** TASK GOAL **
The lines to copy from the listing below are those that contain the string "format".

** PROVIDED DATA **
● ● ● ● ● ● ●

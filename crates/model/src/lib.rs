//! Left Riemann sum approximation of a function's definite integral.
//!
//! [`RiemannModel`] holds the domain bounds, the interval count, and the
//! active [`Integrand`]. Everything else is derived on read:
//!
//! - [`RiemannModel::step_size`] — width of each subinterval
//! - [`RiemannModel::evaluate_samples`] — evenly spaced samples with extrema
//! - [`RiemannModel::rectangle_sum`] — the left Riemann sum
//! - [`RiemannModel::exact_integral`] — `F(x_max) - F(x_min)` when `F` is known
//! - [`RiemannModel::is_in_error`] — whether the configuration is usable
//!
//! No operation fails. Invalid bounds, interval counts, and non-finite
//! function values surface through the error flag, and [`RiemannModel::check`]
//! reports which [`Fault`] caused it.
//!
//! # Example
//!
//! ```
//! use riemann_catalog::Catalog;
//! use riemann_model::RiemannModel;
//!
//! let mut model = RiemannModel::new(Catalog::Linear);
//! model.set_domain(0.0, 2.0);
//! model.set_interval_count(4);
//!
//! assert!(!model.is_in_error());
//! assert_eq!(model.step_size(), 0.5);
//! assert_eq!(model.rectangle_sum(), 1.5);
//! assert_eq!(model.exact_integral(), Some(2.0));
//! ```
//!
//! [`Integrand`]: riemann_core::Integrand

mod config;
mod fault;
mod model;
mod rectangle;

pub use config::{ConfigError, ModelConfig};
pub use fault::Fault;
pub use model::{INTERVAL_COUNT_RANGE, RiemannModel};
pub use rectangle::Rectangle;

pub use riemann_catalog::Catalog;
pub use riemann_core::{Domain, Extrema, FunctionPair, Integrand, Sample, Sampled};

● ● ● ● ● ● ●

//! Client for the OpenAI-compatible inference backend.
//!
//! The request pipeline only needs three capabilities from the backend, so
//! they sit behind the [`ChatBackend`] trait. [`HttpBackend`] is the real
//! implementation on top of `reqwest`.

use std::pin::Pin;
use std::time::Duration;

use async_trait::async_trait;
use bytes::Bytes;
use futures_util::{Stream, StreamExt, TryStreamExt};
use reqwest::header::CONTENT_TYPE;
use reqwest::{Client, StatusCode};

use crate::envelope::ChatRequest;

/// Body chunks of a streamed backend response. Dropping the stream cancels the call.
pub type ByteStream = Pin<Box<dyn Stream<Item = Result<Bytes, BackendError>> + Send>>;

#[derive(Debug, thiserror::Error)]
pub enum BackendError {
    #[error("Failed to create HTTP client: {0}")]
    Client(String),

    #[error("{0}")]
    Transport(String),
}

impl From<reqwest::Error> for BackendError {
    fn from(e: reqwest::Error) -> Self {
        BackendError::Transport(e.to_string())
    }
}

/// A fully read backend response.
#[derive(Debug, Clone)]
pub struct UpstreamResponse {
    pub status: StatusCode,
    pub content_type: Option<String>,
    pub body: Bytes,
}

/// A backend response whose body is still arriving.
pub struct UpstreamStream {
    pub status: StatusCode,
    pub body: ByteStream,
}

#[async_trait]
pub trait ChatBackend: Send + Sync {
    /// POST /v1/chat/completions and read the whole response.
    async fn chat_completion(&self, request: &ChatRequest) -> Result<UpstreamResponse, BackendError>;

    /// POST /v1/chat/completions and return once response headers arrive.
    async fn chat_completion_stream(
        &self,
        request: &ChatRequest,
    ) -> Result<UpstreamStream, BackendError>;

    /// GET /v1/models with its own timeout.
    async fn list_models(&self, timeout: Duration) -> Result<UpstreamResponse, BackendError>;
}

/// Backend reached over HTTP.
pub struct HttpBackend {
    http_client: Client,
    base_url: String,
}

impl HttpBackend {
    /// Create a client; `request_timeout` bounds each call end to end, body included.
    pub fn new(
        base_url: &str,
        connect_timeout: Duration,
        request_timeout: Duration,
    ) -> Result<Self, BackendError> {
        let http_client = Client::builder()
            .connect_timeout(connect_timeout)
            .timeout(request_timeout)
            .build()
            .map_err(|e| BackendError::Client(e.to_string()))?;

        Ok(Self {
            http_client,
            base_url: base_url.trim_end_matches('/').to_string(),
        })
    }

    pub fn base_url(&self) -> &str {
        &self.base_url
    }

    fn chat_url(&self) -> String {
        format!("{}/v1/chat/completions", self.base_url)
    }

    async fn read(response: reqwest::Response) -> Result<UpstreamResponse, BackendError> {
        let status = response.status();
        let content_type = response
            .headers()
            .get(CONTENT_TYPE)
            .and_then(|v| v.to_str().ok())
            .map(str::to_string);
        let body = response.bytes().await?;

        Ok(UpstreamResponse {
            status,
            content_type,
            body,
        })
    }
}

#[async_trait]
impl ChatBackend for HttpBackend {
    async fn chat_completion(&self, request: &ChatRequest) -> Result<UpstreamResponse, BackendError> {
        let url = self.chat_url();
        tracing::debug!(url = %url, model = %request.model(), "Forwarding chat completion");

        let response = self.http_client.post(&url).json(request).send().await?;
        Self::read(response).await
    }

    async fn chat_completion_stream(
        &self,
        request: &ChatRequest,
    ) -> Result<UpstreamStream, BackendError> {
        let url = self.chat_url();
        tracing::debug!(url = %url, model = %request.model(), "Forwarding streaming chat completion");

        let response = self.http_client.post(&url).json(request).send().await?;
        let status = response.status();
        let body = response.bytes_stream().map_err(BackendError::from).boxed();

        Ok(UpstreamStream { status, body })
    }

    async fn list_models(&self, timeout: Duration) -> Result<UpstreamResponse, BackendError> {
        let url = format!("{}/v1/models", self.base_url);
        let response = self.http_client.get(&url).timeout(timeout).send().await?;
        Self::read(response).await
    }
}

● ● ● ● ● ● ●

** YOUR SOLUTION **
        format!("{}/v1/chat/completions", self.base_url)
        let url = format!("{}/v1/models", self.base_url);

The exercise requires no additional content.